I spent several hours with a great bunch of folks at the George Observatory last Saturday evening. This is the first in a series of images taken of the telescopes housed in the large dome you may have seen in my Stairway to Heaven post a few weeks back.

George Observatory Large Telescope

George Observatory’s 36″ Tinsley Reflector Telescope
Shot taken with a Canon 40D , 17-40mm f/4L at 17mm, f/11, 1/10th at ISO 100 with an exposure bias of -1.0ev to keep much of the telescope and dome in silhouette. Shot on a tripod in one of the most uncomfortable compound-angles you can obtain with a ball head. My compliments to the folks at Really Right Stuff !

Special Thanks to the Houston Museum of Natural Science!

I’d just like to say thanks publicly to Erin Blatzer and all the folks at the Houston Museum of Natural Science for posting three of my images on their Flicker Group and soon on their Internet Press Room. If you’re not familiar with HMNS you really should drop by the museum on Hermann Drive in Houston. If you’re ever out in Sugar Land or the Richmond / Rosenberg area on a lazy Saturday evening, you should pack up the kids and head down to the George Observatory for their “Saturdays at the George” program. You can also read about other things happening at the museum’s blog called BeyondBones or on their FaceBook site.

I’ll be adding new images in the coming weeks and months as I continue to PhotoWalk the museum’s exhibits, special events and other locations using my camera as a guide! If you’re a local photo enthusiast or even a pro shooter living in the area and interested in PhotoWalking, send me an email at jeffrey.t.lynch@[nospam]comcast.net. I’m looking to organize several area PhotoWalks in the late summer and early fall and anyone with a good pair of legs, a steady hand and a keen eye for light is welcome!

Stairway to Heaven

Just south of Sugar Land, TX about 20 miles as the crow flies, you’ll find the Brazos Bend State Park and the George Observatory. Nestled in just under 5000 acres of river bottomlands, the park boasts an abundance of wildlife including white-tail deer, coyotes, waterfowl and some of the biggest alligators this side of the Mississippi. All together a great spot to take some shots!

The observatory is run by the Houston Museum of Natural Science and is home to three domed telescopes. The largest is the 36-inch research telescope, one of the largest telescopes in the nation open to the public on a regular basis.
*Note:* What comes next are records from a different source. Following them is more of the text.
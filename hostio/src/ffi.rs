//! Raw entry-point signatures for the XSTOOLs HostIo library.
//!
//! Mirrors `XstoolsApi.h`: the init calls return an opaque channel pointer
//! (null on failure) and report the channel geometry through out-params, the
//! transfer calls return 0 on success.

use crate::Error;
use libloading::Library;
use std::os::raw::{
    c_int,
    c_uchar,
    c_uint,
    c_ulonglong,
    c_void,
};

pub(crate) type DutInit =
    unsafe extern "C" fn(c_uint, c_uint, *mut c_uint, *mut c_uint) -> *mut c_void;
pub(crate) type DutWrite = unsafe extern "C" fn(*mut c_void, *const c_uchar, c_uint) -> c_int;
pub(crate) type DutRead = unsafe extern "C" fn(*mut c_void, *mut c_uchar, c_uint) -> c_int;
pub(crate) type MemInit =
    unsafe extern "C" fn(c_uint, c_uint, *mut c_uint, *mut c_uint) -> *mut c_void;
pub(crate) type MemWrite =
    unsafe extern "C" fn(*mut c_void, c_uint, *const c_ulonglong, c_uint) -> c_int;
pub(crate) type MemRead =
    unsafe extern "C" fn(*mut c_void, c_uint, *mut c_ulonglong, c_uint) -> c_int;

/// The six entry points, resolved once at load time.
#[derive(Debug, Copy, Clone)]
pub(crate) struct EntryPoints {
    pub(crate) dut_init: DutInit,
    pub(crate) dut_write: DutWrite,
    pub(crate) dut_read: DutRead,
    pub(crate) mem_init: MemInit,
    pub(crate) mem_write: MemWrite,
    pub(crate) mem_read: MemRead,
}

macro_rules! entry {
    ($lib:expr, $kind:ty, $name:literal) => {
        // Safety: we only assert the signature here, which comes straight
        // from the vendor header. The symbol is copied out as a plain fn
        // pointer, which stays valid for as long as the library is loaded.
        *unsafe { $lib.get::<$kind>(concat!($name, "\0").as_bytes()) }
            .map_err(|e| Error::Symbol($name, e))?
    };
}

impl EntryPoints {
    pub(crate) fn resolve(lib: &Library) -> Result<Self, Error> {
        Ok(Self {
            dut_init: entry!(lib, DutInit, "XsDutInit"),
            dut_write: entry!(lib, DutWrite, "XsDutWrite"),
            dut_read: entry!(lib, DutRead, "XsDutRead"),
            mem_init: entry!(lib, MemInit, "XsMemInit"),
            mem_write: entry!(lib, MemWrite, "XsMemWrite"),
            mem_read: entry!(lib, MemRead, "XsMemRead"),
        })
    }
}
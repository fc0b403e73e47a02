//! Links carried over the XSTOOLs USB interface via the vendor HostIo
//! library.

use super::{
    DutLink,
    LinkResult,
    MemLink,
};
use crate::bits::Bits;
use hostio::{
    Api,
    DutChannel,
    MemChannel,
};

/// A DUT link backed by the vendor library
#[derive(Debug)]
pub struct XsUsbDut {
    channel: DutChannel,
}

impl XsUsbDut {
    /// Open the `HostIoToDut` module `module_id` in the FPGA of the board
    /// on USB port `usb_id` (usually 0).
    /// # Errors
    /// Returns an error if the vendor library can't reach the module
    pub fn open(api: &Api, usb_id: u32, module_id: u32) -> LinkResult<Self> {
        Ok(Self {
            channel: api.open_dut(usb_id, module_id)?,
        })
    }
}

impl DutLink for XsUsbDut {
    fn num_inputs(&self) -> usize {
        self.channel.num_inputs()
    }

    fn num_outputs(&self) -> usize {
        self.channel.num_outputs()
    }

    fn write(&mut self, inputs: &Bits) -> LinkResult<()> {
        // The channel itself rejects a level count that doesn't match the
        // input vector
        Ok(self.channel.write(&inputs.levels())?)
    }

    fn read(&mut self) -> LinkResult<Bits> {
        Ok(Bits::from_levels(&self.channel.read()?))
    }
}

/// A memory link backed by the vendor library
#[derive(Debug)]
pub struct XsUsbMem {
    channel: MemChannel,
}

impl XsUsbMem {
    /// Open the `HostIoToMemory` module `module_id` in the FPGA of the
    /// board on USB port `usb_id`.
    /// # Errors
    /// Returns an error if the vendor library can't reach the module
    pub fn open(api: &Api, usb_id: u32, module_id: u32) -> LinkResult<Self> {
        Ok(Self {
            channel: api.open_mem(usb_id, module_id)?,
        })
    }
}

impl MemLink for XsUsbMem {
    fn addr_width(&self) -> usize {
        self.channel.addr_width()
    }

    fn data_width(&self) -> usize {
        self.channel.data_width()
    }

    fn read(&mut self, addr: u32, n: usize) -> LinkResult<Vec<u64>> {
        Ok(self.channel.read(addr, n)?)
    }

    fn write(&mut self, addr: u32, words: &[u64]) -> LinkResult<()> {
        Ok(self.channel.write(addr, words)?)
    }
}
use std::{
    io::{self, Write},
    path::PathBuf,
    time::Instant,
};

use clap::{Parser, Subcommand};
use color_eyre::eyre::{bail, Result};
use metric_cmd::{Edit, FingerprintKind};
use tracing_subscriber::EnvFilter;

#[derive(Debug, Parser)]
#[command(about = "Inspect the label sets of Prometheus series")]
struct Cli {
    #[arg(
        short,
        long,
        default_value = "-",
        global = true,
        help = r#"Input file, `-` for stdin

Accepted formats:
    Prometheus API response   {"status":"success","data":{"result":[{"metric":{...}}]}}
    JSON lines                {"__name__":"up","job":"node"}"#
    )]
    input: PathBuf,

    #[command(subcommand)]
    command: Command,
}

#[derive(Debug, Subcommand)]
enum Command {
    /// Print series in canonical form, sorted
    Render,
    /// Print the fingerprint of every series
    Fingerprint {
        /// Use the cheaper, collision-prone fingerprint
        #[arg(long)]
        fast: bool,
    },
    /// Print distinct series in input order
    Dedup {
        /// Bucket by the cheaper, collision-prone fingerprint
        #[arg(long)]
        fast: bool,
    },
    /// Edit labels and print the series as JSON lines; deletions are applied
    /// before assignments
    Relabel {
        #[arg(long = "set", value_name = "NAME=VALUE", value_parser = Edit::parse_set)]
        set: Vec<Edit>,
        #[arg(long = "del", value_name = "NAME", value_parser = Edit::parse_del)]
        del: Vec<Edit>,
    },
    /// Report series with invalid label names
    Validate,
}

fn kind(fast: bool) -> FingerprintKind {
    if fast {
        FingerprintKind::Fast
    } else {
        FingerprintKind::Strong
    }
}

fn main() -> Result<()> {
    color_eyre::install()?;
    tracing_subscriber::fmt()
        .with_env_filter(EnvFilter::from_default_env())
        .with_writer(io::stderr)
        .init();
    let cli = Cli::parse();
    let start_time = Instant::now();

    let mut series = metric_cmd::load_series(&cli.input)?;
    tracing::info!(
        series = series.len(),
        "load time: {:?}",
        start_time.elapsed()
    );

    let mut out = io::stdout().lock();
    match cli.command {
        Command::Render => {
            series.sort();
            for metric in &series {
                writeln!(out, "{metric}")?;
            }
        }
        Command::Fingerprint { fast } => {
            let kind = kind(fast);
            for metric in &series {
                writeln!(out, "{} {metric}", kind.fingerprint(metric))?;
            }
        }
        Command::Dedup { fast } => {
            let dedup = metric_cmd::dedup(&series, kind(fast));
            for metric in &dedup.unique {
                writeln!(out, "{metric}")?;
            }
            tracing::info!(
                unique = dedup.unique.len(),
                duplicates = dedup.duplicates,
                collisions = dedup.collisions,
                "dedup done"
            );
        }
        Command::Relabel { set, del } => {
            let edits = del.into_iter().chain(set).collect::<Vec<_>>();
            for metric in &series {
                let cow = metric_cmd::relabel(metric, &edits);
                serde_json::to_writer(&mut out, &cow)?;
                writeln!(out)?;
            }
        }
        Command::Validate => {
            let mut invalid = 0;
            for metric in &series {
                if let Err(error) = metric.validate() {
                    writeln!(out, "{metric}: {error}")?;
                    invalid += 1;
                }
            }
            if invalid > 0 {
                bail!("{invalid} of {} series have invalid label names", series.len());
            }
        }
    }
    tracing::info!("execute time: {:?}", start_time.elapsed());
    Ok(())
}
The observatory also has a new 11-inch refracting telescope in another dome. The George Observatory is open to the public on Saturday evenings.

Shot taken with a Canon 40D , 17-40mm f/4L with circular polarizer at 17mm, f/13, 1/250th on SanDisk Digital Film. Cropped and rotated in Aperture 2.1 on a MacBook. It almost seems to be floating in mid-air, doesn’t it?

Here’s another view. This time more conventionally framed.

Shot taken with a Canon 40D , 17-40mm f/4L with circular polarizer at 17mm, f/11, 1/320th on SanDisk Digital Film. Cropped and enhanced in Aperture 2.1 on a MacBook.

And another image of the top of the entire dome. Now if we could just get those doors open!

Shot taken with a Canon 40D , 17-40mm f/4L with circular polarizer at 17mm, f/13, 1/250th on SanDisk Digital Film. Cropped and enhanced in Aperture 2.1 on a MacBook.